Source records
//! Block kinds.

use std::fmt;

use serde::{Deserialize, Serialize};

/// The `type` tag of a block.
///
/// Unknown tags are kept verbatim in [`BlockKind::Other`] so documents written
/// by newer editors still load.
#[derive(Debug, Clone, PartialEq, Eq, PartialOrd, Ord, Hash, Serialize, Deserialize)]
#[serde(from = "String", into = "String")]
pub enum BlockKind {
    Code,
    Sql,
    InputText,
    InputTextarea,
    InputCheckbox,
    InputSelect,
    InputSlider,
    InputFile,
    InputDate,
    InputDateRange,
    Button,
    Visualization,
    BigNumber,
    Image,
    Markdown,
    TextCellP,
    TextCellH1,
    TextCellH2,
    TextCellH3,
    TextCellBullet,
    TextCellTodo,
    TextCellCallout,
    Separator,
    Other(String),
}

impl BlockKind {
    /// Every known kind, in catalog order.
    pub const KNOWN: &'static [BlockKind] = &[
        BlockKind::Code,
        BlockKind::Sql,
        BlockKind::InputText,
        BlockKind::InputTextarea,
        BlockKind::InputCheckbox,
        BlockKind::InputSelect,
        BlockKind::InputSlider,
        BlockKind::InputFile,
        BlockKind::InputDate,
        BlockKind::InputDateRange,
        BlockKind::Button,
        BlockKind::Visualization,
        BlockKind::BigNumber,
        BlockKind::Image,
        BlockKind::Markdown,
        BlockKind::TextCellP,
        BlockKind::TextCellH1,
        BlockKind::TextCellH2,
        BlockKind::TextCellH3,
        BlockKind::TextCellBullet,
        BlockKind::TextCellTodo,
        BlockKind::TextCellCallout,
        BlockKind::Separator,
    ];

    pub fn as_str(&self) -> &str {
        match self {
            Self::Code => "code",
            Self::Sql => "sql",
            Self::InputText => "input-text",
            Self::InputTextarea => "input-textarea",
            Self::InputCheckbox => "input-checkbox",
            Self::InputSelect => "input-select",
            Self::InputSlider => "input-slider",
            Self::InputFile => "input-file",
            Self::InputDate => "input-date",
            Self::InputDateRange => "input-date-range",
            Self::Button => "button",
            Self::Visualization => "visualization",
            Self::BigNumber => "big-number",
            Self::Image => "image",
            Self::Markdown => "markdown",
            Self::TextCellP => "text-cell-p",
            Self::TextCellH1 => "text-cell-h1",
            Self::TextCellH2 => "text-cell-h2",
            Self::TextCellH3 => "text-cell-h3",
            Self::TextCellBullet => "text-cell-bullet",
            Self::TextCellTodo => "text-cell-todo",
            Self::TextCellCallout => "text-cell-callout",
            Self::Separator => "separator",
            Self::Other(s) => s.as_str(),
        }
    }

    /// Parse a `type` tag. Never fails.
    pub fn parse(s: &str) -> Self {
        Self::KNOWN
            .iter()
            .find(|k| k.as_str() == s)
            .cloned()
            .unwrap_or_else(|| Self::Other(s.to_string()))
    }

    pub fn is_known(&self) -> bool {
        !matches!(self, Self::Other(_))
    }

    pub fn is_input(&self) -> bool {
        matches!(
            self,
            Self::InputText
                | Self::InputTextarea
                | Self::InputCheckbox
                | Self::InputSelect
                | Self::InputSlider
                | Self::InputFile
                | Self::InputDate
                | Self::InputDateRange
        )
    }

    pub fn is_text_cell(&self) -> bool {
        matches!(
            self,
            Self::TextCellP
                | Self::TextCellH1
                | Self::TextCellH2
                | Self::TextCellH3
                | Self::TextCellBullet
                | Self::TextCellTodo
                | Self::TextCellCallout
        )
    }
}

impl From<String> for BlockKind {
    fn from(s: String) -> Self {
        Self::parse(&s)
    }
}

impl From<BlockKind> for String {
    fn from(k: BlockKind) -> Self {
        k.as_str().to_string()
    }
}

impl fmt::Display for BlockKind {
    fn fmt(&self, f: &mut fmt::Formatter<'_>) -> fmt::Result {
        f.write_str(self.as_str())
    }
}
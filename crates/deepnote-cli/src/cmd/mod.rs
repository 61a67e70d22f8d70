use anyhow::Result;

use crate::args::{Cli, Command};
use crate::io::input;

mod compile;
mod kinds;
mod markdown;
mod validate;

pub fn dispatch(cli: Cli) -> Result<()> {
    let cfg = input::load_config(cli.config.as_deref())?;
    match cli.command {
        Command::Validate { file } => validate::run(&cfg, &file),
        Command::Compile { file, notebook, variables } => compile::run(&cfg, &file, notebook.as_deref(), variables),
        Command::Markdown { file, notebook, plain } => markdown::run(&cfg, &file, notebook.as_deref(), plain),
        Command::Kinds => kinds::run(),
    }
}
use anyhow::Result;
use clap::Parser;

mod args;
mod cmd;
mod io;
mod output;

fn main() -> Result<()> {
    let cli = args::Cli::parse();
    output::init(cli.json);
    init_tracing(cli.verbose);

    cmd::dispatch(cli)
}

/// Logs go to stderr so stdout stays parseable. `RUST_LOG` wins over `-v`.
fn init_tracing(verbose: u8) {
    let default = match verbose {
        0 => "warn",
        1 => "info",
        2 => "debug",
        _ => "trace",
    };
    tracing_subscriber::fmt()
        .with_env_filter(
            tracing_subscriber::EnvFilter::try_from_default_env()
                .unwrap_or_else(|_| tracing_subscriber::EnvFilter::new(default)),
        )
        .with_writer(std::io::stderr)
        .with_target(false)
        .init();
}
//! Configuration structures for deepnote-core.
//!
//! These objects control resource limits applied while reading documents.
//! They are serde-friendly so front ends (the CLI) can load them from a YAML
//! file; every field has a default.
//!
//! The core crate itself does not read environment variables. All configuration
//! must be provided explicitly by the caller.

use serde::{Deserialize, Serialize};

use crate::errors::{CoreError, CoreResult};

/// Global configuration container.
#[derive(Debug, Clone, Default, PartialEq, Eq, Serialize, Deserialize)]
#[serde(deny_unknown_fields)]
pub struct CoreConfig {
    #[serde(default)]
    pub limits: LimitsConfig,
}

/// Resource limits enforced when reading a document.
#[derive(Debug, Clone, PartialEq, Eq, Serialize, Deserialize)]
#[serde(deny_unknown_fields)]
pub struct LimitsConfig {
    /// Maximum size of the raw document text.
    #[serde(default = "LimitsConfig::default_max_document_bytes")]
    pub max_document_bytes: usize,

    /// Maximum number of notebooks in a project.
    #[serde(default = "LimitsConfig::default_max_notebooks")]
    pub max_notebooks: usize,

    /// Maximum number of blocks in a single notebook.
    #[serde(default = "LimitsConfig::default_max_blocks_per_notebook")]
    pub max_blocks_per_notebook: usize,
}

impl LimitsConfig {
    fn default_max_document_bytes() -> usize {
        64 * 1024 * 1024
    }

    fn default_max_notebooks() -> usize {
        10_000
    }

    fn default_max_blocks_per_notebook() -> usize {
        100_000
    }
}

impl Default for LimitsConfig {
    fn default() -> Self {
        Self {
            max_document_bytes: Self::default_max_document_bytes(),
            max_notebooks: Self::default_max_notebooks(),
            max_blocks_per_notebook: Self::default_max_blocks_per_notebook(),
        }
    }
}

/// Validate a full configuration object.
pub fn validate_config(cfg: &CoreConfig) -> CoreResult<()> {
    if cfg.limits.max_document_bytes == 0 {
        return Err(CoreError::invalid_argument(
            "max_document_bytes must be greater than zero",
        ));
    }

    if cfg.limits.max_notebooks == 0 {
        return Err(CoreError::invalid_argument(
            "max_notebooks must be greater than zero",
        ));
    }

    if cfg.limits.max_blocks_per_notebook == 0 {
        return Err(CoreError::invalid_argument(
            "max_blocks_per_notebook must be greater than zero",
        ));
    }

    Ok(())
}

#[cfg(test)]
mod tests {
    use super::*;

    #[test]
    fn default_config_is_valid() {
        let cfg = CoreConfig::default();
        validate_config(&cfg).unwrap();
    }

    #[test]
    fn zero_document_limit_detected() {
        let mut cfg = CoreConfig::default();
        cfg.limits.max_document_bytes = 0;
        assert!(validate_config(&cfg).is_err());
    }

    #[test]
    fn zero_block_limit_detected() {
        let mut cfg = CoreConfig::default();
        cfg.limits.max_blocks_per_notebook = 0;
        assert!(validate_config(&cfg).is_err());
    }

    #[test]
    fn partial_yaml_uses_defaults() {
        let cfg: CoreConfig = serde_yaml::from_str("limits:\n  max_notebooks: 3\n").unwrap();
        assert_eq!(cfg.limits.max_notebooks, 3);
        assert_eq!(
            cfg.limits.max_document_bytes,
            LimitsConfig::default().max_document_bytes
        );
    }

    #[test]
    fn unknown_keys_rejected() {
        let res: Result<CoreConfig, _> = serde_yaml::from_str("limits:\n  max_nodes: 3\n");
        assert!(res.is_err());
    }
}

What you will do> Only the number is wanted. Count the lines above that include the word "InputSelect".

Solution> 4